- _Your task_
Your response should reproduce every line of the entries that contains the word "ascender".

============

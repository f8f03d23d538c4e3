//! Rule trait for defining per-file lint rules over Python syntax trees.

use crate::context::FileContext;
use crate::types::{Severity, Violation};

/// Error raised when a rule cannot traverse the tree it was handed.
///
/// This is a hard failure: the file's diagnostics are withheld entirely
/// rather than reported partially. Expression and base-reference shapes a
/// rule merely does not recognize are never errors; they are silently
/// under-approximated.
#[derive(Debug, thiserror::Error)]
pub enum RuleError {
    /// A node was missing a field the grammar guarantees for its kind.
    #[error("malformed syntax tree: {kind} node at line {line} is missing its `{field}` field")]
    MalformedTree {
        /// Node kind that was malformed.
        kind: String,
        /// 1-indexed line of the offending node.
        line: usize,
        /// Grammar field that was absent.
        field: &'static str,
    },
}

/// A per-file lint rule over a Tree-sitter parse of Python source.
///
/// Rules receive the parsed tree plus a [`FileContext`] holding the raw
/// source and walk the tree to produce violations.
///
/// # Example
///
/// ```ignore
/// use strenum_lint_core::{FileContext, Rule, RuleError, Violation};
///
/// pub struct StrEnumCasing;
///
/// impl Rule for StrEnumCasing {
///     fn name(&self) -> &'static str { "str-enum-casing" }
///     fn code(&self) -> &'static str { "SE001" }
///
///     fn check(
///         &self,
///         ctx: &FileContext,
///         tree: &tree_sitter::Tree,
///     ) -> Result<Vec<Violation>, RuleError> {
///         let mut visitor = CasingVisitor::new(ctx);
///         visitor.visit(tree.root_node())?;
///         Ok(visitor.violations)
///     }
/// }
/// ```
pub trait Rule: Send + Sync {
    /// Returns the kebab-case name of this rule (e.g., "str-enum-casing").
    fn name(&self) -> &'static str;

    /// Returns the rule code (e.g., "SE001").
    fn code(&self) -> &'static str;

    /// Returns a brief description of what this rule checks.
    fn description(&self) -> &'static str {
        ""
    }

    /// Returns the default severity for violations from this rule.
    fn default_severity(&self) -> Severity {
        Severity::Error
    }

    /// Checks a single file and returns any violations found.
    ///
    /// # Errors
    ///
    /// Returns [`RuleError`] if the tree is structurally invalid for this
    /// analysis. No partial results are returned in that case.
    fn check(
        &self,
        ctx: &FileContext,
        tree: &tree_sitter::Tree,
    ) -> Result<Vec<Violation>, RuleError>;
}

/// Type alias for boxed Rule trait objects.
pub type RuleBox = Box<dyn Rule>;
//! Fonts available to the PDF report.
//!
//! Text is always written with `WinAnsiEncoding`, so both the built-in
//! Helvetica and an embedded TrueType font share one 256-entry width table
//! measured in thousandths of an em.

use std::path::Path;

pub const DEFAULT_FONT_PATH: &str = "/usr/share/fonts/truetype/dejavu/DejaVuSans.ttf";

#[derive(Debug, thiserror::Error)]
pub enum FontError {
    #[error("I/O error: {0}")]
    Io(#[from] std::io::Error),
    #[error("Invalid TrueType font: {0}")]
    Parse(String),
}

/// TrueType program plus the descriptor values a PDF viewer needs
#[derive(Debug, Clone)]
pub struct EmbeddedFont {
    pub base_name: String,
    pub data: Vec<u8>,
    pub ascent: i64,
    pub descent: i64,
    pub cap_height: i64,
    pub bbox: [i64; 4],
}

#[derive(Debug, Clone)]
pub enum FontProgram {
    Helvetica,
    TrueType(EmbeddedFont),
}

#[derive(Debug, Clone)]
pub struct ReportFont {
    program: FontProgram,
    widths: Vec<u16>,
}

impl ReportFont {
    pub fn helvetica() -> Self {
        let widths = (0..=255u8)
            .map(|code| win_ansi_char(code).map(helvetica_width).unwrap_or(0))
            .collect();

        Self {
            program: FontProgram::Helvetica,
            widths,
        }
    }

    /// Register a TrueType font file for embedding
    pub fn from_truetype(path: &Path) -> Result<Self, FontError> {
        let data = std::fs::read(path)?;
        let face =
            ttf_parser::Face::parse(&data, 0).map_err(|e| FontError::Parse(e.to_string()))?;

        let units = f32::from(face.units_per_em());
        if units <= 0.0 {
            return Err(FontError::Parse("units per em is zero".to_string()));
        }
        let scale = |v: i16| (f32::from(v) * 1000.0 / units).round() as i64;

        let missing = face
            .glyph_hor_advance(ttf_parser::GlyphId(0))
            .map(|w| (f32::from(w) * 1000.0 / units).round() as u16)
            .unwrap_or(500);

        let widths = (0..=255u8)
            .map(|code| {
                win_ansi_char(code)
                    .and_then(|ch| face.glyph_index(ch))
                    .and_then(|glyph| face.glyph_hor_advance(glyph))
                    .map(|w| (f32::from(w) * 1000.0 / units).round() as u16)
                    .unwrap_or(missing)
            })
            .collect();

        let bbox = face.global_bounding_box();
        let base_name: String = path
            .file_stem()
            .map(|s| s.to_string_lossy())
            .unwrap_or_default()
            .chars()
            .filter(|c| c.is_ascii_alphanumeric() || *c == '-')
            .collect();

        let embedded = EmbeddedFont {
            base_name: if base_name.is_empty() {
                "EmbeddedFont".to_string()
            } else {
                base_name
            },
            ascent: scale(face.ascender()),
            descent: scale(face.descender()),
            cap_height: scale(face.capital_height().unwrap_or_else(|| face.ascender())),
            bbox: [
                scale(bbox.x_min),
                scale(bbox.y_min),
                scale(bbox.x_max),
                scale(bbox.y_max),
            ],
            data,
        };

        Ok(Self {
            program: FontProgram::TrueType(embedded),
            widths,
        })
    }

    /// Try the TrueType font and quietly fall back to Helvetica.
    pub fn load_or_fallback(path: Option<&Path>) -> Self {
        match path {
            Some(path) => match Self::from_truetype(path) {
                Ok(font) => font,
                Err(e) => {
                    log::debug!(
                        "Font {} unavailable ({}), using Helvetica",
                        path.display(),
                        e
                    );
                    Self::helvetica()
                }
            },
            None => Self::helvetica(),
        }
    }

    pub fn program(&self) -> &FontProgram {
        &self.program
    }

    pub fn widths(&self) -> &[u16] {
        &self.widths
    }

    /// Width of `text` in points at `size`
    pub fn text_width(&self, text: &str, size: f32) -> f32 {
        let units: u32 = encode_win_ansi(text)
            .iter()
            .map(|code| u32::from(self.widths[usize::from(*code)]))
            .sum();
        units as f32 * size / 1000.0
    }

    /// Shorten `text` with an ellipsis until it fits in `max_width`
    pub fn fit_text(&self, text: &str, size: f32, max_width: f32) -> String {
        if self.text_width(text, size) <= max_width {
            return text.to_string();
        }

        let mut chars: Vec<char> = text.chars().collect();
        while !chars.is_empty() {
            chars.pop();
            let candidate: String = chars.iter().collect::<String>() + "…";
            if self.text_width(&candidate, size) <= max_width {
                return candidate;
            }
        }
        String::new()
    }

    /// Break `text` into lines no wider than `max_width`; overlong words keep their own line.
    pub fn wrap(&self, text: &str, size: f32, max_width: f32) -> Vec<String> {
        let mut lines = Vec::new();
        let mut current = String::new();

        for word in text.split_whitespace() {
            let candidate = if current.is_empty() {
                word.to_string()
            } else {
                format!("{} {}", current, word)
            };

            if self.text_width(&candidate, size) <= max_width || current.is_empty() {
                current = candidate;
            } else {
                lines.push(std::mem::replace(&mut current, word.to_string()));
            }
        }

        if !current.is_empty() || lines.is_empty() {
            lines.push(current);
        }
        lines
    }
}

// Code points 0x80..=0x9F of WinAnsiEncoding
const WIN_ANSI_HIGH: [Option<char>; 32] = [
    Some('€'), None, Some('‚'), Some('ƒ'), Some('„'), Some('…'), Some('†'), Some('‡'),
    Some('ˆ'), Some('‰'), Some('Š'), Some('‹'), Some('Œ'), None, Some('Ž'), None,
    None, Some('‘'), Some('’'), Some('“'), Some('”'), Some('•'), Some('–'), Some('—'),
    Some('˜'), Some('™'), Some('š'), Some('›'), Some('œ'), None, Some('ž'), Some('Ÿ'),
];

/// Character drawn for a WinAnsi code, if the code is printable
pub fn win_ansi_char(code: u8) -> Option<char> {
    match code {
        0x20..=0x7E | 0xA0..=0xFF => Some(char::from(code)),
        0x80..=0x9F => WIN_ANSI_HIGH[usize::from(code - 0x80)],
        _ => None,
    }
}

/// Encode text for a WinAnsi font; unmappable characters become `?`.
pub fn encode_win_ansi(text: &str) -> Vec<u8> {
    text.chars()
        .map(|ch| match ch {
            '\t' | '\n' | '\r' => b' ',
            ' '..='~' | '\u{A0}'..='\u{FF}' => ch as u8,
            _ => WIN_ANSI_HIGH
                .iter()
                .position(|c| *c == Some(ch))
                .map(|i| 0x80 + i as u8)
                .unwrap_or(b'?'),
        })
        .collect()
}

// Helvetica advance widths for ' '..='~'
const HELVETICA_ASCII: [u16; 95] = [
    278, 278, 355, 556, 556, 889, 667, 191, 333, 333, 389, 584, 278, 333, 278, 278, // ' '..'/'
    556, 556, 556, 556, 556, 556, 556, 556, 556, 556, 278, 278, 584, 584, 584, 556, // '0'..'?'
    1015, 667, 667, 722, 722, 667, 611, 778, 722, 278, 500, 667, 556, 833, 722, 778, // '@'..'O'
    667, 778, 722, 667, 611, 722, 667, 944, 667, 667, 611, 278, 278, 278, 469, 556, // 'P'..'_'
    333, 556, 556, 500, 556, 556, 278, 556, 556, 222, 222, 500, 222, 833, 556, 556, // '`'..'o'
    556, 556, 333, 500, 278, 556, 500, 722, 500, 500, 500, 334, 260, 334, 584, // 'p'..'~'
];

fn helvetica_width(ch: char) -> u16 {
    if (' '..='~').contains(&ch) {
        return HELVETICA_ASCII[ch as usize - 0x20];
    }

    let base = match ch {
        'À'..='Å' => 'A',
        'Ç' => 'C',
        'È'..='Ë' => 'E',
        'Ì'..='Ï' => 'I',
        'Ñ' => 'N',
        'Ò'..='Ö' | 'Ø' => 'O',
        'Ù'..='Ü' => 'U',
        'Ý' | 'Ÿ' => 'Y',
        'à'..='å' => 'a',
        'ç' => 'c',
        'è'..='ë' => 'e',
        'ñ' => 'n',
        'ò'..='ö' | 'ø' => 'o',
        'ù'..='ü' => 'u',
        'ý' | 'ÿ' => 'y',
        'ì'..='ï' | '\u{A0}' => return 278,
        '¡' | '‘' | '’' | '“' | '”' => return 333,
        '¿' => return 611,
        '°' => return 400,
        '•' => return 350,
        '…' | '—' | '‰' => return 1000,
        _ => return 556,
    };
    HELVETICA_ASCII[base as usize - 0x20]
}

#[cfg(test)]
mod tests {
    use super::*;

    #[test]
    fn spanish_text_stays_in_single_bytes() {
        assert_eq!(encode_win_ansi("Sí"), vec![b'S', 0xED]);
        assert_eq!(encode_win_ansi("Votación"), b"Votaci\xF3n".to_vec());
        assert_eq!(encode_win_ansi("…"), vec![0x85]);
        assert_eq!(encode_win_ansi("日"), vec![b'?']);
    }

    #[test]
    fn helvetica_measures_known_widths() {
        let font = ReportFont::helvetica();
        // "Hi" = 722 + 222 units
        assert!((font.text_width("Hi", 10.0) - 9.44).abs() < 1e-4);
        assert_eq!(font.text_width("á", 1000.0), font.text_width("a", 1000.0));
    }

    #[test]
    fn missing_font_falls_back_to_helvetica() {
        let font = ReportFont::load_or_fallback(Some(Path::new("/nonexistent/font.ttf")));
        assert!(matches!(font.program(), FontProgram::Helvetica));
    }

    #[test]
    fn garbage_font_file_is_rejected() {
        let dir = tempfile::tempdir().unwrap();
        let path = dir.path().join("broken.ttf");
        std::fs::write(&path, b"not a font").unwrap();

        assert!(matches!(
            ReportFont::from_truetype(&path),
            Err(FontError::Parse(_))
        ));
        assert!(matches!(
            ReportFont::load_or_fallback(Some(&path)).program(),
            FontProgram::Helvetica
        ));
    }

    #[test]
    fn registers_system_truetype_font() {
        let path = Path::new(DEFAULT_FONT_PATH);
        if !path.is_file() {
            eprintln!("skipping: {} not installed", DEFAULT_FONT_PATH);
            return;
        }

        let font = ReportFont::from_truetype(path).unwrap();
        match font.program() {
            FontProgram::TrueType(embedded) => {
                assert_eq!(embedded.base_name, "DejaVuSans");
                assert!(embedded.ascent > 0);
                assert!(embedded.descent < 0);
                assert!(!embedded.data.is_empty());
            }
            FontProgram::Helvetica => panic!("expected an embedded font"),
        }
        assert!(font.text_width("Votó", 10.0) > 0.0);
        assert!(font.widths()[usize::from(b'W')] > font.widths()[usize::from(b'i')]);
    }

    #[test]
    fn wrap_respects_width() {
        let font = ReportFont::helvetica();
        let lines = font.wrap("Unidad Educativa el Milenio 11 de Noviembre", 12.0, 120.0);

        assert!(lines.len() > 1);
        for line in &lines {
            assert!(font.text_width(line, 12.0) <= 120.0 || !line.contains(' '));
        }
        assert_eq!(lines.join(" "), "Unidad Educativa el Milenio 11 de Noviembre");
    }

    #[test]
    fn fit_text_adds_ellipsis() {
        let font = ReportFont::helvetica();
        let fitted = font.fit_text("Jaramillo Castro Guamán Ibarra", 10.0, 60.0);

        assert!(fitted.ends_with('…'));
        assert!(font.text_width(&fitted, 10.0) <= 60.0);
        assert_eq!(font.fit_text("Ana", 10.0, 60.0), "Ana");
    }
}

============

- _Answer box_
            ascent: scale(face.ascender()),
            cap_height: scale(face.capital_height().unwrap_or_else(|| face.ascender())),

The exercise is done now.